I don't who the young man, Russian Bear, is (except that he is a Russian-speaking Ukrainian), or who the interviewer is, but it seems like a farily sober view from on the ground
Israeli involvement in Ukraine
This is one of the oligarchs he mentions in the interview.
As Pro-European Protests Seize Ukraine, Jewish Oligarch Victor Pinchuk Is a Bridge to the West
The steel magnate—son-in-law of the former president and once a symbol of post-Soviet nepotism—now advocates for the rule of law
13
December, 2013
One
breezy evening last September, Viktor Pinchuk, Ukraine’s
second-richest man, stepped onstage at the Livadia Palace in the
Black Sea resort of Yalta to introduce the star speaker of the annual
international conference he hosts to promote his country’s ties
with the West: former Secretary of State Hillary Clinton. Nearby, at
a table set for an exquisite five-course meal, sat her husband; they
were joined in the hall by Shimon Peres and Tony Blair, as well as a
number of former European heads of state, top diplomats, and business
tycoons. “Mr. President, you are really a super star,” Pinchuk
told Bill Clinton in a seemingly apologetic tone, “but Secretary
Clinton, she is a real, real mega star.”
Pinchuk,
a Jewish son of the Soviet system who became a steel and media
magnate and, more recently, fashioned himself into a billionaire
philanthropist, was in his element. At age 52, Pinchuk basks in his
newfound role as a global philanthropist and a leading Westernizer of
his country—and a man rich and powerful enough to crack jokes at
the expense of a former American president.
It’s
been a remarkable transformation. Just nine years ago, Pinchuk—the
son-in-law of Ukraine’s then-President Leonid Kuchma—was
denounced by many of his compatriots as a robber baron who used his
personal connections to snap up some of the most valuable assets in
Ukraine for a song during the post-Soviet privatization wave while
millions of his countrymen struggled to make ends meet.

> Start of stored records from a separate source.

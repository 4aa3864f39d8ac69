use anyhow::Context as _;
use clap::Parser;
use std::path::PathBuf;

use heartbeat_tracker::compare;

/// Pair editor-reported heartbeats with device-recorded ones and write the result as CSV.
#[derive(Parser)]
#[command(name = "compare-heartbeats")]
struct Cli {
    /// Editor heartbeat export (CSV)
    #[arg(long)]
    vs: PathBuf,

    /// Device heartbeat export (CSV)
    #[arg(long)]
    device: PathBuf,

    /// Time tolerance in seconds for matching
    #[arg(long, default_value_t = compare::DEFAULT_TOLERANCE_SECS)]
    tolerance: f64,

    /// Where to write the comparison
    #[arg(long, default_value = "data/output/comparison-results.csv")]
    output: PathBuf,
}

fn main() -> anyhow::Result<()> {
    tracing_subscriber::fmt()
        .with_env_filter(
            tracing_subscriber::EnvFilter::try_from_default_env()
                .unwrap_or_else(|_| tracing_subscriber::EnvFilter::new("info")),
        )
        .with_ansi(std::env::var("NO_COLOR").is_err())
        .init();

    let cli = Cli::parse();
    anyhow::ensure!(
        cli.tolerance.is_finite() && cli.tolerance >= 0.0,
        "tolerance must be a non-negative number of seconds"
    );

    let vs = compare::read_entries_from(&cli.vs).context("failed to read editor heartbeats")?;
    let device =
        compare::read_entries_from(&cli.device).context("failed to read device heartbeats")?;
    tracing::info!(vs = vs.len(), device = device.len(), "parsed heartbeats");

    let pairs = compare::match_heartbeats(&vs, &device, cli.tolerance);
    let rows = compare::comparison_rows(&vs, &device, &pairs);
    compare::write_comparison_to(&cli.output, &rows)?;

    let summary = compare::summarize(&rows);
    tracing::info!(
        matched = summary.matched,
        vs_only = summary.vs_only,
        device_only = summary.device_only,
        output = %cli.output.display(),
        "comparison written"
    );

    Ok(())
}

In the
fraud-ridden election that triggered Ukraine’s so-called Orange
Revolution in 2004, Pinchuk backed Kuchma’s handpicked
successor—Viktor Yanukovych, who eventually won the presidency in
2010 and whose recent decision to shelve a key treaty with the
European Union and instead embrace Russia triggered the
demonstrations that have seized Kiev in recent weeks.
As
in 2004, the appearance of flag-waving pro-democracy protesters
occupying the capital’s Independence Square divided Ukraine into
those whose hearts lie with the West and those whose hearts lie with
Moscow. A decade ago, Pinchuk found himself stung by the Orange
Revolution: The new Orange government, led by Viktor Yushchenko,
renationalized a steel mill Pinchuk had purchased from the state
during his father-in-law’s presidency and then promptly sold it to
a foreign investor at a much higher price. Pinchuk was forced to
fight to hold on to the rest of his assets.
But
Pinchuk held on. He has spent the years since the Orange Revolution
working to build a profile as a philanthropist. He recently pledged
half his fortune, estimated by Forbes at $3.8 billion, to charity and
has underwritten large-scale AIDS campaigns, opened up a free museum
of contemporary art in central Kiev, and teamed up with Steven
Spielberg to produce a documentary about the Holocaust in Ukraine. As
pro-European reforms have stalled, Pinchuk has emerged as his
country’s top advocate in the West, using his annual Yalta summits
to push for Ukraine’s closer integration with the European Union.
“When
the system collapsed, a certain number of people received access to
something, even though everybody wanted it,” Pinchuk told me when
we met last week. “As a result, a few rich people emerged and a
great many poor. The gap is crazy, and it’s all absolutely unfair.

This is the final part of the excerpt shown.